* _DIRECTIONS FOR THIS TASK_
Repeat the entries exactly. Leave nothing out.

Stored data
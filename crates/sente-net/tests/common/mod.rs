//! Shared helpers for sente-net integration tests.

#![allow(dead_code)]

use std::fmt::Write as _;
use std::io::Write as _;
use std::path::PathBuf;

use flate2::Compression;
use flate2::write::GzEncoder;

const NI: usize = 361;

/// Render a small but complete weight file with deterministic values.
pub fn weight_text(version: u32, channels: usize, blocks: usize) -> String {
    let mut state = 0x2545_F491u32;
    let mut next = move || {
        state ^= state << 13;
        state ^= state >> 17;
        state ^= state << 5;
        (state >> 8) as f32 / (1u32 << 24) as f32 * 2.0 - 1.0
    };
    let mut out = format!("{version}\n");
    let mut line = |n: usize, center: f32, spread: f32| {
        let values: Vec<String> = (0..n).map(|_| format!("{:.4}", center + spread * next())).collect();
        let _ = writeln!(out, "{}", values.join(" "));
    };
    let c = channels;

    let conv = |line: &mut dyn FnMut(usize, f32, f32), weights: usize, prelu: bool| {
        line(weights, 0.0, 0.2);
        line(c, 1.0, 0.1);
        line(c, 0.0, 0.05);
        line(c, 0.0, 0.05);
        line(c, 1.0, 0.4);
        if prelu {
            line(c, 0.25, 0.05);
        }
    };

    conv(&mut line, c * 29 * 9, true);
    for _ in 0..blocks {
        conv(&mut line, c * c * 9, true);
        conv(&mut line, c * c * 9, false);
        for _ in 0..4 {
            line(0, 0.0, 0.0);
        }
        line(c, 0.25, 0.05);
    }
    line(2 * c, 0.0, 0.5);
    line(2, 0.0, 0.1);
    line(2, 0.0, 0.05);
    line(2, 1.0, 0.4);
    line(2, 0.25, 0.05);
    line(2 * NI * (NI + 1), 0.0, 0.1);
    line(NI + 1, 0.0, 0.1);
    line(c, 0.0, 0.5);
    line(1, 0.0, 0.1);
    line(1, 0.0, 0.05);
    line(1, 1.0, 0.4);
    line(1, 0.25, 0.05);
    line(NI * 256, 0.0, 0.05);
    line(256, 0.0, 0.05);
    line(256, 0.0, 0.1);
    line(1, 0.0, 0.1);
    drop(line);
    out
}

/// Gzip `text`.
pub fn gzip(text: &str) -> Vec<u8> {
    let mut encoder = GzEncoder::new(Vec::new(), Compression::default());
    encoder.write_all(text.as_bytes()).unwrap();
    encoder.finish().unwrap()
}

/// A path in the temp directory unique to this process and `name`.
pub fn temp_path(name: &str) -> PathBuf {
    std::env::temp_dir().join(format!("sente-net-{}-{name}", std::process::id()))
}

/// Replace 1-indexed line `number` of `text`.
pub fn replace_line(text: &str, number: usize, replacement: &str) -> String {
    text.lines()
        .enumerate()
        .map(|(i, l)| if i + 1 == number { replacement } else { l })
        .collect::<Vec<_>>()
        .join("\n")
}
//! Board intersections on the fixed-size board.
//!
//! Vertices are row-major: index = y * BOARD_SIZE + x, with (0, 0) at the
//! lower-left corner ("A1").

use std::fmt;

/// Side length of the board. The network is trained for exactly this size.
pub const BOARD_SIZE: usize = 19;

/// Number of intersections on the board.
pub const NUM_INTERSECTIONS: usize = BOARD_SIZE * BOARD_SIZE;

/// Column letters used in coordinates. `I` is skipped by convention.
const COLUMNS: &[u8; 25] = b"ABCDEFGHJKLMNOPQRSTUVWXYZ";

/// A single intersection, encoded as its row-major index.
#[derive(Clone, Copy, PartialEq, Eq, Hash, PartialOrd, Ord)]
pub struct Vertex(u16);

impl Vertex {
    /// Create a vertex from column `x` and row `y`.
    ///
    /// # Panics
    ///
    /// Debug-asserts that both coordinates are on the board.
    #[inline]
    pub const fn new(x: usize, y: usize) -> Vertex {
        debug_assert!(x < BOARD_SIZE && y < BOARD_SIZE);
        Vertex((y * BOARD_SIZE + x) as u16)
    }

    /// Create a vertex from its index, returning `None` if out of range.
    #[inline]
    pub const fn from_index(index: usize) -> Option<Vertex> {
        if index < NUM_INTERSECTIONS {
            Some(Vertex(index as u16))
        } else {
            None
        }
    }

    /// Create a vertex from an index known to be on the board.
    #[inline]
    pub(crate) const fn from_index_unchecked(index: usize) -> Vertex {
        debug_assert!(index < NUM_INTERSECTIONS);
        Vertex(index as u16)
    }

    /// Return the row-major index (0..NUM_INTERSECTIONS).
    #[inline]
    pub const fn index(self) -> usize {
        self.0 as usize
    }

    /// Column, 0 = leftmost.
    #[inline]
    pub const fn x(self) -> usize {
        self.index() % BOARD_SIZE
    }

    /// Row, 0 = bottom.
    #[inline]
    pub const fn y(self) -> usize {
        self.index() / BOARD_SIZE
    }

    /// Iterate over all vertices in index order.
    pub fn all() -> impl Iterator<Item = Vertex> {
        (0..NUM_INTERSECTIONS).map(Vertex::from_index_unchecked)
    }

    /// Orthogonally adjacent vertices that lie on the board.
    pub fn neighbors(self) -> impl Iterator<Item = Vertex> {
        let (x, y) = (self.x() as isize, self.y() as isize);
        [(x - 1, y), (x + 1, y), (x, y - 1), (x, y + 1)]
            .into_iter()
            .filter(|&(nx, ny)| {
                (0..BOARD_SIZE as isize).contains(&nx) && (0..BOARD_SIZE as isize).contains(&ny)
            })
            .map(|(nx, ny)| Vertex::new(nx as usize, ny as usize))
    }

    /// Parse a coordinate such as `"D4"` or `"q16"`.
    pub fn from_coordinate(s: &str) -> Option<Vertex> {
        let mut chars = s.chars();
        let column = chars.next()?.to_ascii_uppercase();
        let x = COLUMNS[..BOARD_SIZE]
            .iter()
            .position(|&c| c as char == column)?;
        let row: usize = chars.as_str().parse().ok()?;
        if !(1..=BOARD_SIZE).contains(&row) {
            return None;
        }
        Some(Vertex::new(x, row - 1))
    }
}

impl fmt::Display for Vertex {
    fn fmt(&self, f: &mut fmt::Formatter<'_>) -> fmt::Result {
        write!(f, "{}{}", COLUMNS[self.x()] as char, self.y() + 1)
    }
}

impl fmt::Debug for Vertex {
    fn fmt(&self, f: &mut fmt::Formatter<'_>) -> fmt::Result {
        write!(f, "Vertex({self})")
    }
}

* _RESULT FOR THIS TASK_
filename crates/sente-net/tests/common/mod.rs
//! Shared helpers for sente-net integration tests.

#![allow(dead_code)]

use std::fmt::Write as _;
use std::io::Write as _;
use std::path::PathBuf;

use flate2::Compression;
use flate2::write::GzEncoder;

const NI: usize = 361;

/// Render a small but complete weight file with deterministic values.
pub fn weight_text(version: u32, channels: usize, blocks: usize) -> String {
    let mut state = 0x2545_F491u32;
    let mut next = move || {
        state ^= state << 13;
        state ^= state >> 17;
        state ^= state << 5;
        (state >> 8) as f32 / (1u32 << 24) as f32 * 2.0 - 1.0
    };
    let mut out = format!("{version}\n");
    let mut line = |n: usize, center: f32, spread: f32| {
        let values: Vec<String> = (0..n).map(|_| format!("{:.4}", center + spread * next())).collect();
        let _ = writeln!(out, "{}", values.join(" "));
    };
    let c = channels;

    let conv = |line: &mut dyn FnMut(usize, f32, f32), weights: usize, prelu: bool| {
        line(weights, 0.0, 0.2);
        line(c, 1.0, 0.1);
        line(c, 0.0, 0.05);
        line(c, 0.0, 0.05);
        line(c, 1.0, 0.4);
        if prelu {
            line(c, 0.25, 0.05);
        }
    };

    conv(&mut line, c * 29 * 9, true);
    for _ in 0..blocks {
        conv(&mut line, c * c * 9, true);
        conv(&mut line, c * c * 9, false);
        for _ in 0..4 {
            line(0, 0.0, 0.0);
        }
        line(c, 0.25, 0.05);
    }
    line(2 * c, 0.0, 0.5);
    line(2, 0.0, 0.1);
    line(2, 0.0, 0.05);
    line(2, 1.0, 0.4);
    line(2, 0.25, 0.05);
    line(2 * NI * (NI + 1), 0.0, 0.1);
    line(NI + 1, 0.0, 0.1);
    line(c, 0.0, 0.5);
    line(1, 0.0, 0.1);
    line(1, 0.0, 0.05);
    line(1, 1.0, 0.4);
    line(1, 0.25, 0.05);
    line(NI * 256, 0.0, 0.05);
    line(256, 0.0, 0.05);
    line(256, 0.0, 0.1);
    line(1, 0.0, 0.1);
    drop(line);
    out
}

/// Gzip `text`.
pub fn gzip(text: &str) -> Vec<u8> {
    let mut encoder = GzEncoder::new(Vec::new(), Compression::default());
    encoder.write_all(text.as_bytes()).unwrap();
    encoder.finish().unwrap()
}

/// A path in the temp directory unique to this process and `name`.
pub fn temp_path(name: &str) -> PathBuf {
    std::env::temp_dir().join(format!("sente-net-{}-{name}", std::process::id()))
}

/// Replace 1-indexed line `number` of `text`.
pub fn replace_line(text: &str, number: usize, replacement: &str) -> String {
    text.lines()
        .enumerate()
        .map(|(i, l)| if i + 1 == number { replacement } else { l })
        .collect::<Vec<_>>()
        .join("\n")
}
//! Board intersections on the fixed-size board.
//!
//! Vertices are row-major: index = y * BOARD_SIZE + x, with (0, 0) at the
//! lower-left corner ("A1").

use std::fmt;

/// Side length of the board. The network is trained for exactly this size.
pub const BOARD_SIZE: usize = 19;

/// Number of intersections on the board.
pub const NUM_INTERSECTIONS: usize = BOARD_SIZE * BOARD_SIZE;

/// Column letters used in coordinates. `I` is skipped by convention.
const COLUMNS: &[u8; 25] = b"ABCDEFGHJKLMNOPQRSTUVWXYZ";

/// A single intersection, encoded as its row-major index.
#[derive(Clone, Copy, PartialEq, Eq, Hash, PartialOrd, Ord)]
pub struct Vertex(u16);

impl Vertex {
    /// Create a vertex from column `x` and row `y`.
    ///
    /// # Panics
    ///
    /// Debug-asserts that both coordinates are on the board.
    #[inline]
    pub const fn new(x: usize, y: usize) -> Vertex {
        debug_assert!(x < BOARD_SIZE && y < BOARD_SIZE);
        Vertex((y * BOARD_SIZE + x) as u16)
    }

    /// Create a vertex from its index, returning `None` if out of range.
    #[inline]
    pub const fn from_index(index: usize) -> Option<Vertex> {
        if index < NUM_INTERSECTIONS {
            Some(Vertex(index as u16))
        } else {
            None
        }
    }

    /// Create a vertex from an index known to be on the board.
    #[inline]
    pub(crate) const fn from_index_unchecked(index: usize) -> Vertex {
        debug_assert!(index < NUM_INTERSECTIONS);
        Vertex(index as u16)
    }

    /// Return the row-major index (0..NUM_INTERSECTIONS).
    #[inline]
    pub const fn index(self) -> usize {
        self.0 as usize
    }

    /// Column, 0 = leftmost.
    #[inline]
    pub const fn x(self) -> usize {
        self.index() % BOARD_SIZE
    }

    /// Row, 0 = bottom.
    #[inline]
    pub const fn y(self) -> usize {
        self.index() / BOARD_SIZE
    }

    /// Iterate over all vertices in index order.
    pub fn all() -> impl Iterator<Item = Vertex> {
        (0..NUM_INTERSECTIONS).map(Vertex::from_index_unchecked)
    }

    /// Orthogonally adjacent vertices that lie on the board.
    pub fn neighbors(self) -> impl Iterator<Item = Vertex> {
        let (x, y) = (self.x() as isize, self.y() as isize);
        [(x - 1, y), (x + 1, y), (x, y - 1), (x, y + 1)]
            .into_iter()
            .filter(|&(nx, ny)| {
                (0..BOARD_SIZE as isize).contains(&nx) && (0..BOARD_SIZE as isize).contains(&ny)
            })
            .map(|(nx, ny)| Vertex::new(nx as usize, ny as usize))
    }

    /// Parse a coordinate such as `"D4"` or `"q16"`.
    pub fn from_coordinate(s: &str) -> Option<Vertex> {
        let mut chars = s.chars();
        let column = chars.next()?.to_ascii_uppercase();
        let x = COLUMNS[..BOARD_SIZE]
            .iter()
            .position(|&c| c as char == column)?;
        let row: usize = chars.as_str().parse().ok()?;
        if !(1..=BOARD_SIZE).contains(&row) {
            return None;
        }
        Some(Vertex::new(x, row - 1))
    }
}

impl fmt::Display for Vertex {
    fn fmt(&self, f: &mut fmt::Formatter<'_>) -> fmt::Result {
        write!(f, "{}{}", COLUMNS[self.x()] as char, self.y() + 1)
    }
}

impl fmt::Debug for Vertex {
    fn fmt(&self, f: &mut fmt::Formatter<'_>) -> fmt::Result {
        write!(f, "Vertex({self})")
    }
}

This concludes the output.